Un agent IA pour un commerce ou une entreprise de service
Sur le site d'un commerce ou d'une entreprise de service, un agent peut remplacer une partie du temps passé au téléphone ou à répondre aux mêmes questions par mail : horaires, disponibilités, prise de rendez-vous, informations sur une prestation. Ce n'est pas un chatbot scripté qui boucle sur trois réponses toutes faites, l'agent comprend la question posée et répond avec le contexte réel de l'activité.
- Un outil
check_availability.tsconnecté à l'agenda pour proposer directement un créneau disponible - Une compétence "prestations et tarifs" qui donne à l'agent le contexte nécessaire pour répondre sans inventer d'information
- Une prise de rendez-vous qui se fait dans la conversation, sans renvoyer le visiteur vers un formulaire séparé
Pour une petite structure sans personne dédiée à l'accueil en continu, c'est un temps réel à récupérer sur des tâches répétitives, pas un gadget technologique.

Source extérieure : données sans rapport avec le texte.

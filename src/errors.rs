use sea_orm::error::{DbErr, SqlErr};
use serde::Serialize;

/// Errors raised at the persistence boundary or by request validation.
///
/// The pure generators never produce these; they degrade gracefully instead.
#[derive(Debug, thiserror::Error, Serialize)]
pub enum ServiceError {
    #[error("Database error: {0}")]
    DatabaseError(
        #[from]
        #[serde(skip)]
        DbErr,
    ),

    #[error("Not found: {0}")]
    NotFound(String),

    #[error("Validation error: {0}")]
    ValidationError(String),

    /// A single insert hit the store's unique constraint.
    #[error("Duplicate identifier: {identifier}")]
    DuplicateIdentifier { identifier: String },

    /// Uniqueness conflicts persisted after every permitted retry.
    #[error("Conflict: {0}")]
    Conflict(String),

    /// Configuration that passed validation but still cannot be applied.
    #[error("Internal error: {0}")]
    InternalError(String),
}

impl From<validator::ValidationErrors> for ServiceError {
    fn from(err: validator::ValidationErrors) -> Self {
        ServiceError::ValidationError(err.to_string())
    }
}

impl ServiceError {
    /// Maps an insert failure, turning unique-constraint violations into
    /// [`ServiceError::DuplicateIdentifier`] for `identifier`.
    pub fn from_insert(error: DbErr, identifier: &str) -> Self {
        match error.sql_err() {
            Some(SqlErr::UniqueConstraintViolation(_)) => ServiceError::DuplicateIdentifier {
                identifier: identifier.to_string(),
            },
            _ => ServiceError::DatabaseError(error),
        }
    }

    /// True for the per-insert duplicate-key signal that callers may retry.
    pub fn is_duplicate(&self) -> bool {
        matches!(self, Self::DuplicateIdentifier { .. })
    }

    /// True when repeating the whole operation later may succeed.
    pub fn is_transient(&self) -> bool {
        matches!(
            self,
            Self::DuplicateIdentifier { .. } | Self::Conflict(_) | Self::DatabaseError(_)
        )
    }

    /// Message suitable for end users; storage internals are not exposed.
    pub fn user_message(&self) -> String {
        match self {
            Self::DatabaseError(_) | Self::InternalError(_) => {
                "Internal server error".to_string()
            }
            Self::Conflict(_) | Self::DuplicateIdentifier { .. } => {
                format!("{}. Please retry", self)
            }
            _ => self.to_string(),
        }
    }
}

#[cfg(test)]
mod tests {
    use super::*;

    #[test]
    fn duplicate_is_retryable_and_transient() {
        let err = ServiceError::DuplicateIdentifier {
            identifier: "BBA-T-CASA-0001".into(),
        };
        assert!(err.is_duplicate());
        assert!(err.is_transient());
        assert_eq!(
            err.user_message(),
            "Duplicate identifier: BBA-T-CASA-0001. Please retry"
        );
    }

    #[test]
    fn resolution_and_validation_are_not_transient() {
        assert!(!ServiceError::NotFound("contract ACME".into()).is_transient());
        assert!(!ServiceError::ValidationError("empty name".into()).is_transient());
    }

    #[test]
    fn internal_details_are_hidden() {
        assert_eq!(
            ServiceError::DatabaseError(DbErr::Custom("connection reset".into())).user_message(),
            "Internal server error"
        );
        assert_eq!(
            ServiceError::InternalError("order code pattern for contract ACME".into()).user_message(),
            "Internal server error"
        );
        assert_eq!(
            ServiceError::NotFound("contract XYZ".into()).user_message(),
            "Not found: contract XYZ"
        );
    }

    #[test]
    fn non_unique_insert_failures_stay_database_errors() {
        let err = ServiceError::from_insert(DbErr::Custom("disk full".into()), "OMP-ACME-00001");
        assert!(matches!(err, ServiceError::DatabaseError(_)));
    }
}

Comment on aborde eve chez Nualt
Sur ce genre de sujet, on ne fonctionne pas différemment que sur l'hébergement ou le choix d'un CMS, c'est la même logique que sur notre stack Payload CMS : on choisit l'infrastructure en fonction du projet, pas l'inverse.
Pour un client déjà hébergé sur Vercel, intégrer un agent IA eve dans un Next.js existant se fait dans le cadre prévu par défaut, sans complexité ajoutée. Pour un client sur une infrastructure auto-hébergée, l'intégration reste possible, mais elle demande de configurer soi-même les adaptateurs qui remplacent les briques Vercel par défaut, en particulier pour le sandboxing du code généré. C'est un travail d'intégration réel, pas une case à cocher, et c'est précisément le genre de sujet technique qu'on creuse avant de le proposer à un client plutôt que de vendre une promesse marketing telle quelle.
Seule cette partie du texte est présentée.